Question

A mass of gas has a volume of 4 cubic meters when the temperature is 120 Celsius and the pressure is 25 kPa (gauge). Determine the volume of this mass gas at normal atmospheric conditions (20 Celsius and 101.3 kPa).
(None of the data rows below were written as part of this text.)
//! Public URL construction, shortening and clipboard delivery.

use std::time::Duration;
#[cfg(target_os = "linux")]
use std::time::Instant;

use percent_encoding::{AsciiSet, CONTROLS, utf8_percent_encode};
use tracing::{debug, info, instrument, warn};

use crate::error::{GrabError, Result};
use crate::settings::Settings;

/// Host serving files under the Public folder.
pub const DEFAULT_PUBLIC_BASE_URL: &str = "http://dl.getdropbox.com";

/// URL shortening endpoint; the long URL goes in `longurl`.
pub const SHORTEN_ENDPOINT: &str = "http://is.gd/api.php";

/// Substring every valid short URL contains.
pub const SHORT_URL_MARKER: &str = "is.gd/";

/// Timeout for the shortening request.
pub const SHORTEN_TIMEOUT: Duration = Duration::from_secs(5);

/// How long the clipboard owner stays alive after a write on X11/Wayland.
pub const CLIPBOARD_HOLD: Duration = Duration::from_secs(10);

/// Characters escaped in the path segments of a public URL. `/` separates
/// segments and is kept.
const PATH_ESCAPES: &AsciiSet = &CONTROLS
    .add(b' ')
    .add(b'"')
    .add(b'#')
    .add(b'%')
    .add(b'<')
    .add(b'>')
    .add(b'?')
    .add(b'`')
    .add(b'{')
    .add(b'}');

/// Builds the public URL of a file in the Public folder.
///
/// `<base>/u/<user_id>/<dir>/<file_name>`, or without `<dir>` when the save
/// directory is empty. Backslashes in the directory become `/`; spaces and
/// URL delimiters in the directory and file name are percent-escaped.
pub fn public_url(base_url: &str, user_id: &str, save_directory: &str, file_name: &str) -> String {
    let base = base_url.trim_end_matches('/');
    let directory = save_directory.replace('\\', "/");
    let directory = directory.trim_matches('/');
    let file_name = utf8_percent_encode(file_name, PATH_ESCAPES);

    if directory.is_empty() {
        format!("{base}/u/{user_id}/{file_name}")
    } else {
        let directory = utf8_percent_encode(directory, PATH_ESCAPES);
        format!("{base}/u/{user_id}/{directory}/{file_name}")
    }
}

/// Turns a long URL into a short one.
pub trait Shortener {
    fn shorten(&self, long_url: &str) -> Result<String>;
}

/// Shortener calling the is.gd API over HTTP.
pub struct HttpShortener {
    client: reqwest::blocking::Client,
    endpoint: String,
}

impl HttpShortener {
    pub fn new() -> Result<Self> {
        Self::with_endpoint(SHORTEN_ENDPOINT)
    }

    pub fn with_endpoint(endpoint: &str) -> Result<Self> {
        let client = reqwest::blocking::Client::builder()
            .timeout(SHORTEN_TIMEOUT)
            .build()
            .map_err(|e| GrabError::Network(format!("Failed to build HTTP client: {e}")))?;
        Ok(Self {
            client,
            endpoint: endpoint.to_string(),
        })
    }
}

impl Shortener for HttpShortener {
    #[instrument(skip(self))]
    fn shorten(&self, long_url: &str) -> Result<String> {
        let body = self
            .client
            .get(&self.endpoint)
            .query(&[("longurl", long_url)])
            .send()
            .and_then(reqwest::blocking::Response::text)
            .map_err(|e| GrabError::Network(e.to_string()))?;

        let candidate = body.trim();
        if candidate.contains(SHORT_URL_MARKER) {
            Ok(candidate.to_string())
        } else {
            Err(GrabError::Network(format!(
                "unexpected shortener response: {}",
                candidate.chars().take(80).collect::<String>()
            )))
        }
    }
}

/// Shortens `long_url`, keeping it unchanged on any failure.
pub fn shorten_or_keep<S: Shortener + ?Sized>(shortener: &S, long_url: &str) -> String {
    match shortener.shorten(long_url) {
        Ok(short) => {
            debug!(short = %short, "Shortened URL");
            short
        }
        Err(e) => {
            warn!(error = %e, "URL shortening failed, using the long URL");
            long_url.to_string()
        }
    }
}

/// Exclusive, scoped access to the system clipboard.
///
/// Implementations acquire the clipboard in [`ClipboardSink::set_text`] and
/// release it before returning, whether or not the write succeeded.
pub trait ClipboardSink {
    fn set_text(&mut self, text: &str) -> Result<()>;
}

/// System clipboard via `arboard`.
///
/// On X11 and Wayland the text is served by the process that set it, so a
/// write blocks for up to `hold` (or until another application takes the
/// selection) to keep the URL pasteable after a one-shot command exits.
#[derive(Debug, Default)]
pub struct SystemClipboard {
    hold: Duration,
}

impl SystemClipboard {
    /// Clipboard that returns as soon as the text is set.
    pub const fn new() -> Self {
        Self {
            hold: Duration::ZERO,
        }
    }

    /// Clipboard that keeps ownership for up to `hold` after each write.
    pub const fn holding(hold: Duration) -> Self {
        Self { hold }
    }

    pub const fn hold(&self) -> Duration {
        self.hold
    }

    #[cfg(target_os = "linux")]
    fn write_text(&self, clipboard: &mut arboard::Clipboard, text: &str) -> Result<()> {
        use arboard::SetExtLinux;

        if self.hold.is_zero() {
            return clipboard
                .set_text(text)
                .map_err(|e| GrabError::Clipboard(e.to_string()));
        }
        debug!(hold_ms = self.hold.as_millis(), "Holding clipboard ownership");
        clipboard
            .set()
            .wait_until(Instant::now() + self.hold)
            .text(text)
            .map_err(|e| GrabError::Clipboard(e.to_string()))
    }

    #[cfg(not(target_os = "linux"))]
    fn write_text(&self, clipboard: &mut arboard::Clipboard, text: &str) -> Result<()> {
        clipboard
            .set_text(text)
            .map_err(|e| GrabError::Clipboard(e.to_string()))
    }
}

impl ClipboardSink for SystemClipboard {
    fn set_text(&mut self, text: &str) -> Result<()> {
        // Dropping the handle releases ownership, including on the error paths.
        let mut clipboard =
            arboard::Clipboard::new().map_err(|e| GrabError::Clipboard(e.to_string()))?;
        clipboard
            .clear()
            .map_err(|e| GrabError::Clipboard(e.to_string()))?;
        self.write_text(&mut clipboard, text)
    }
}

/// Puts public URLs of exported files on the clipboard.
pub struct ClipboardPublisher<C, S> {
    clipboard: C,
    shortener: S,
    base_url: String,
}

impl<C: ClipboardSink, S: Shortener> ClipboardPublisher<C, S> {
    pub fn new(clipboard: C, shortener: S) -> Self {
        Self {
            clipboard,
            shortener,
            base_url: DEFAULT_PUBLIC_BASE_URL.to_string(),
        }
    }

    pub fn with_base_url(mut self, base_url: &str) -> Self {
        self.base_url = base_url.to_string();
        self
    }

    pub const fn clipboard(&self) -> &C {
        &self.clipboard
    }

    /// Places the URL of `file_name` on the clipboard and returns it.
    ///
    /// Does nothing (returns `None`) unless URL copying is enabled and
    /// `user_id` is non-empty. Shortening failures fall back to the long URL.
    #[instrument(skip(self, settings))]
    pub fn publish(
        &mut self,
        user_id: &str,
        file_name: &str,
        settings: &Settings,
    ) -> Result<Option<String>> {
        if !settings.copy_url_to_clipboard || user_id.is_empty() {
            debug!("URL copy disabled or no user id, skipping");
            return Ok(None);
        }

        let long_url = public_url(
            &self.base_url,
            user_id,
            &settings.screenshot_save_directory,
            file_name,
        );
        let url = if settings.shorten_urls {
            shorten_or_keep(&self.shortener, &long_url)
        } else {
            long_url
        };

        self.clipboard.set_text(&url)?;
        info!(url = %url, "Copied URL to clipboard");
        Ok(Some(url))
    }
}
Select one: a. 4.72 cubic meters b. 1.72 cubic meters c. 3.72 cubic meters

Answer 1

The correct answer is option c.

Step-by-step explanation:

Using An deal gas equation:

`PV=nRT`

V = Volume of the gas at given pressure P and Temperature T.

n= number of moles

`n=(m)/(M)`

m = Mass of the gas

M= Molar mass of the gas

`(PVM)/(mT)=R= constant`

Volume of the gas at 25 kPa and 120°C,
`V_1 = 4 m^3`

`P_1=25 kPa+ 101.3 kpa=126.3 kpa`

(Absolute pressure is equal to sum of gauge pressure ant atmospheric pressure.)

`T_1=120^oC=393.15 K`

Moles of gas ,
`n_1=(m_1)/(M)`

`(P_1V_1M)/(m_1T_1)=R`...(1)

Volume of the gas at 101.3 kPa and 20°C,
`V_2= ? m^3`

`P_2=101.3 kpa,T_2=20^oC=293.15 K`

Moles of gas ,
`n_2=(m_2)/(M)`

Volume asked for the same mass of gas:

`m_1=m_2`

`(P_1V_1M)/(m_2T_1)=R`..(2)

`(P_1V_1M)/(m_2T_1)=(P_2V_2M)/(m_2T_2)=R`

`(P_1V_1)/(T_1)=(P_2V_2)/(T_2)`

Substituting all the given values we get value of
`[V_2`:

`V_2=3.72 m^3`